Collected data
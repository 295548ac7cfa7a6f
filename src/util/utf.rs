use crate::errors::UtfError;

// Support for UTF-16 by converting it to UTF-8
pub(crate) fn into_utf8_str(data: Vec<u8>) -> Result<String, UtfError> {
    if is_utf16(&data) {
        from_utf16(&data)
    } else {
        let mut string = String::from_utf8(data)?;
        // A UTF-8 BOM carries no content
        if string.starts_with('\u{FEFF}') {
            string.drain(..'\u{FEFF}'.len_utf8());
        }
        Ok(string)
    }
}

/// Checks if a UTF-16 byte order mark (BOM) exists
fn is_utf16(data: &[u8]) -> bool {
    data.starts_with(b"\xFF\xFE") || data.starts_with(b"\xFE\xFF")
}

fn from_utf16(data: &[u8]) -> Result<String, UtfError> {
    // Determine byte order for little endian (le) and big endian (be)
    let endian = if data.starts_with(b"\xFF") {
        u16::from_le_bytes
    } else {
        u16::from_be_bytes
    };

    let body = &data[2..];
    if body.len() % 2 != 0 {
        return Err(UtfError::UnevenByteCount(body.len()));
    }

    char::decode_utf16(body.chunks_exact(2).map(|chunk| endian([chunk[0], chunk[1]])))
        .collect::<Result<String, _>>()
        .map_err(UtfError::UndecodableUtf16)
}
use crate::epub::consts::{self, bytes};
use crate::epub::parser::toc::TocParser;
use crate::epub::toc::{Toc, TocNode, TocSource};
use crate::parser::XmlResult;
use crate::parser::xml::{self, XmlElement, XmlName, XmlReader};
use crate::util::str::has_token;
use quick_xml::events::{BytesStart, Event};

impl TocParser<'_> {
    /// Parses an XHTML navigation document.
    ///
    /// A document may hold several `nav` elements (`toc`, `landmarks`, `page-list`).
    /// The one typed `toc` is preferred; otherwise the first one is taken.
    pub(super) fn parse_navigation(mut self) -> XmlResult<Toc> {
        let mut first_nav: Option<(Option<String>, Vec<TocNode>)> = None;
        // `Some(is_toc)` while within a `nav` element
        let mut nav: Option<bool> = None;

        while let Some(event) = self.reader.next() {
            let event = event?;

            let Some(is_toc) = nav else {
                if let Event::Start(el) = &event
                    && el.is_local_name(bytes::NAV)
                {
                    nav = Some(
                        el.get_local_attribute(consts::TYPE)
                            .is_some_and(|types| has_token(&types, consts::TOC_TYPE)),
                    );
                }
                continue;
            };

            match event {
                Event::End(el) if el.is_local_name(bytes::NAV) => {
                    nav = None;
                    let nodes = self.take_roots();
                    let title = self.title.take();

                    if is_toc {
                        return Ok(self.complete(title, nodes));
                    }
                    first_nav.get_or_insert((title, nodes));
                }
                Event::Start(el) => self.handle_start(&el)?,
                Event::End(el) if el.is_local_name(bytes::LIST_ITEM) => self.pop_node(),
                Event::Empty(el) if el.is_local_name(bytes::ANCHOR) => {
                    if self.current().is_some_and(|node| node.href.is_none())
                        && let Some(href) = el.get_attribute(consts::HREF)
                    {
                        self.set_target(&href);
                    }
                }
                event => {
                    if let Some(node) = self.current()
                        && node.href.is_none()
                        && node.children.is_empty()
                    {
                        xml::push_text(&mut node.title, &event);
                    }
                }
            }
        }

        // An unterminated `nav` at the end of the document
        if let Some(is_toc) = nav {
            let nodes = self.take_roots();
            let title = self.title.take();

            if is_toc || first_nav.is_none() {
                return Ok(self.complete(title, nodes));
            }
        }
        let (title, nodes) = first_nav.unwrap_or_default();
        Ok(self.complete(title, nodes))
    }

    fn complete(mut self, title: Option<String>, nodes: Vec<TocNode>) -> Toc {
        self.title = title;
        self.roots = nodes;
        self.finish(TocSource::Navigation)
    }

    fn handle_start(&mut self, el: &BytesStart) -> XmlResult<()> {
        match el.local_name().as_ref() {
            bytes::LIST_ITEM => self.push_node(),
            bytes::ANCHOR => {
                let href = el.get_attribute(consts::HREF);
                let label = self.reader.get_element_text(el)?;

                // Only the first link of an entry labels it
                let Some(node) = self.current().filter(|node| node.href.is_none()) else {
                    return Ok(());
                };
                node.title = label;

                if let Some(href) = href {
                    self.set_target(&href);
                }
            }
            name if name == bytes::SPAN || bytes::HEADINGS.contains(&name) => {
                let label = self.reader.get_element_text(el)?;

                if self.stack.is_empty() && self.overflow == 0 {
                    // A heading before the list titles the whole document
                    if self.title.is_none() && !label.is_empty() {
                        self.title = Some(label);
                    }
                } else if let Some(node) = self.current()
                    && node.href.is_none()
                    && node.children.is_empty()
                {
                    node.title.push(' ');
                    node.title.push_str(&label);
                }
            }
            _ => {}
        }
        Ok(())
    }
}
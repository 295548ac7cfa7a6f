//! The manifest: every resource of the package addressed by ID.

use crate::archive;
use crate::epub::consts;
use crate::util;
use std::collections::HashMap;
use std::collections::hash_map::Entry;

/// Whitespace-separated tokens of a manifest `properties` attribute.
#[derive(Clone, Debug, Default, PartialEq, Eq)]
pub struct Properties(Vec<String>);

impl Properties {
    /// Returns `true` if `property` is present.
    pub fn has_property(&self, property: &str) -> bool {
        self.0.iter().any(|token| token == property)
    }

    pub(crate) fn add_property(&mut self, property: &str) {
        if !self.has_property(property) {
            self.0.push(property.to_owned());
        }
    }

    /// Iterates over the tokens in document order.
    pub fn iter(&self) -> impl Iterator<Item = &str> + '_ {
        self.0.iter().map(String::as_str)
    }

    /// Returns `true` if there are no tokens.
    pub fn is_empty(&self) -> bool {
        self.0.is_empty()
    }
}

impl From<Option<String>> for Properties {
    fn from(value: Option<String>) -> Self {
        Self(
            value
                .iter()
                .flat_map(|value| value.split_ascii_whitespace())
                .map(str::to_owned)
                .collect(),
        )
    }
}

/// A manifest `item`.
#[derive(Clone, Debug, PartialEq)]
pub struct ManifestItem {
    pub(crate) id: String,
    pub(crate) href: String,
    pub(crate) media_type: String,
    pub(crate) properties: Properties,
}

impl ManifestItem {
    /// The unique ID of the item within the package.
    pub fn id(&self) -> &str {
        &self.id
    }

    /// The container key of the resource (e.g. `OEBPS/Text/c1.xhtml`).
    ///
    /// Always canonical: percent-decoded, fragment-free,
    /// forward slashes and no leading slash.
    pub fn href(&self) -> &str {
        &self.href
    }

    /// The lowercase media type (e.g. `application/xhtml+xml`).
    pub fn media_type(&self) -> &str {
        &self.media_type
    }

    /// The `properties` tokens of the item.
    pub fn properties(&self) -> &Properties {
        &self.properties
    }

    /// Returns `true` if the media type is an `image/*` type.
    pub fn is_image(&self) -> bool {
        self.media_type.starts_with(consts::IMAGE_TYPE_PREFIX)
    }
}

/// The manifest of a package in document order.
#[derive(Clone, Debug, Default, PartialEq)]
pub struct Manifest {
    items: Vec<ManifestItem>,
    by_id: HashMap<String, usize>,
    /// Folded href -> position
    by_href: HashMap<String, usize>,
}

impl Manifest {
    /// Adds `item`, handing it back if its ID is already taken.
    pub(crate) fn insert(&mut self, item: ManifestItem) -> Result<(), ManifestItem> {
        let position = self.items.len();

        match self.by_id.entry(item.id.clone()) {
            Entry::Occupied(_) => return Err(item),
            Entry::Vacant(vacant) => vacant.insert(position),
        };
        self.by_href
            .entry(archive::fold_key(&item.href))
            .or_insert(position);
        self.items.push(item);
        Ok(())
    }

    pub(crate) fn by_id_mut(&mut self, id: &str) -> Option<&mut ManifestItem> {
        let position = *self.by_id.get(id)?;
        self.items.get_mut(position)
    }

    /// Returns the item with the given `id`.
    pub fn by_id(&self, id: &str) -> Option<&ManifestItem> {
        self.by_id.get(id).map(|&position| &self.items[position])
    }

    /// Returns the first item whose href matches `href`.
    ///
    /// Matching is case-insensitive and ignores any fragment.
    pub fn by_href(&self, href: &str) -> Option<&ManifestItem> {
        let (href, _) = util::uri::split_fragment(href);
        self.by_href
            .get(&archive::fold_key(href))
            .map(|&position| &self.items[position])
    }

    /// Returns the first item in document order carrying `property`.
    pub fn by_property(&self, property: &str) -> Option<&ManifestItem> {
        self.items
            .iter()
            .find(|item| item.properties.has_property(property))
    }

    /// Iterates over items matching `media_type` (case-insensitive).
    pub fn by_media_type<'a>(
        &'a self,
        media_type: &'a str,
    ) -> impl Iterator<Item = &'a ManifestItem> + 'a {
        self.items
            .iter()
            .filter(move |item| item.media_type.eq_ignore_ascii_case(media_type))
    }

    /// Iterates over all `image/*` items.
    pub fn images(&self) -> impl Iterator<Item = &ManifestItem> + '_ {
        self.items.iter().filter(|item| item.is_image())
    }

    /// Iterates over all items in document order.
    pub fn iter(&self) -> std::slice::Iter<'_, ManifestItem> {
        self.items.iter()
    }

    /// The number of items.
    pub fn len(&self) -> usize {
        self.items.len()
    }

    /// Returns `true` if there are no items.
    pub fn is_empty(&self) -> bool {
        self.items.is_empty()
    }
}

impl<'a> IntoIterator for &'a Manifest {
    type Item = &'a ManifestItem;
    type IntoIter = std::slice::Iter<'a, ManifestItem>;

    fn into_iter(self) -> Self::IntoIter {
        self.iter()
    }
}
//! Interior mutability for the container reader shared by every content request.

#[cfg(feature = "threadsafe")]
mod inner {
    use std::sync::{Mutex, MutexGuard, PoisonError};

    /// Bound placed on anything an [`Epub`](crate::Epub) owns,
    /// making it `Send + Sync` under the `threadsafe` feature.
    pub trait SendAndSync: Send + Sync {}

    impl<T: Send + Sync> SendAndSync for T {}

    pub(crate) struct Lock<T>(Mutex<T>);

    impl<T> Lock<T> {
        pub(crate) fn new(value: T) -> Self {
            Self(Mutex::new(value))
        }

        /// Exclusive access for the duration of the returned guard.
        ///
        /// A panic while a previous request held the lock does not
        /// fail later requests; the reader seeks anew for every entry.
        pub(crate) fn acquire(&self) -> MutexGuard<'_, T> {
            self.0.lock().unwrap_or_else(PoisonError::into_inner)
        }
    }
}

#[cfg(not(feature = "threadsafe"))]
mod inner {
    use std::cell::{RefCell, RefMut};

    pub trait SendAndSync {}

    impl<T> SendAndSync for T {}

    pub(crate) struct Lock<T>(RefCell<T>);

    impl<T> Lock<T> {
        pub(crate) fn new(value: T) -> Self {
            Self(RefCell::new(value))
        }

        /// Exclusive access for the duration of the returned guard.
        ///
        /// Guards never outlive a single entry read, so borrows do not overlap.
        pub(crate) fn acquire(&self) -> RefMut<'_, T> {
            self.0.borrow_mut()
        }
    }
}

pub(crate) use inner::{Lock, SendAndSync};
use crate::epub::book::ParseWarning;
use crate::epub::consts::{self, bytes};
use crate::epub::errors::PackageError;
use crate::epub::manifest::{Manifest, ManifestItem};
use crate::epub::parser::EpubParser;
use crate::parser::xml::{ByteReader, XmlElement, XmlName, XmlReader};
use crate::util::uri;
use quick_xml::events::{BytesStart, Event};

impl EpubParser<'_> {
    pub(super) fn parse_manifest(
        &mut self,
        reader: &mut ByteReader,
        package_file: &str,
    ) -> Result<Manifest, PackageError> {
        let mut manifest = Manifest::default();

        while let Some(event) = reader.next() {
            match event? {
                Event::Start(el) | Event::Empty(el) if el.is_local_name(bytes::ITEM) => {
                    if let Some(item) = self.parse_manifest_item(&el, package_file)? {
                        manifest
                            .insert(item)
                            .map_err(|item| PackageError::DuplicateItemId(item.id))?;
                    }
                }
                Event::End(el) if el.is_local_name(bytes::MANIFEST) => break,
                _ => {}
            }
        }
        Ok(manifest)
    }

    fn parse_manifest_item(
        &mut self,
        el: &BytesStart,
        package_file: &str,
    ) -> Result<Option<ManifestItem>, PackageError> {
        let id = non_empty(el.get_attribute(consts::ID));
        let href = non_empty(el.get_attribute(consts::HREF));

        let (id, href) = match (id, href) {
            (Some(id), Some(href)) => (id, href),
            (id, href) => {
                let missing = if href.is_some() { consts::ID } else { consts::HREF };
                let error = || PackageError::MissingAttribute(format!("manifest > item[{missing}]"));

                self.recover(ParseWarning::SkippedManifestItem { id, missing }, error)?;
                return Ok(None);
            }
        };

        let media_type = match non_empty(el.get_attribute(consts::MEDIA_TYPE)) {
            Some(media_type) => media_type.to_ascii_lowercase(),
            None if self.config.strict => {
                return Err(PackageError::MissingAttribute(format!(
                    "manifest > item[{}] (id: {id})",
                    consts::MEDIA_TYPE,
                )));
            }
            None => String::new(),
        };

        Ok(Some(ManifestItem {
            // Hrefs are relative to the package document
            href: uri::resolve(package_file, &href),
            id,
            media_type,
            properties: el.get_attribute(consts::PROPERTIES).into(),
        }))
    }
}

fn non_empty(value: Option<String>) -> Option<String> {
    value
        .map(|value| value.trim().to_owned())
        .filter(|value| !value.is_empty())
}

Your goal: What is needed is a copy of every line above in which "struct" appears.

Answer to this task:
pub struct Properties(Vec<String>);
pub struct ManifestItem {
pub struct Manifest {
    pub(crate) struct Lock<T>(Mutex<T>);
    pub(crate) struct Lock<T>(RefCell<T>);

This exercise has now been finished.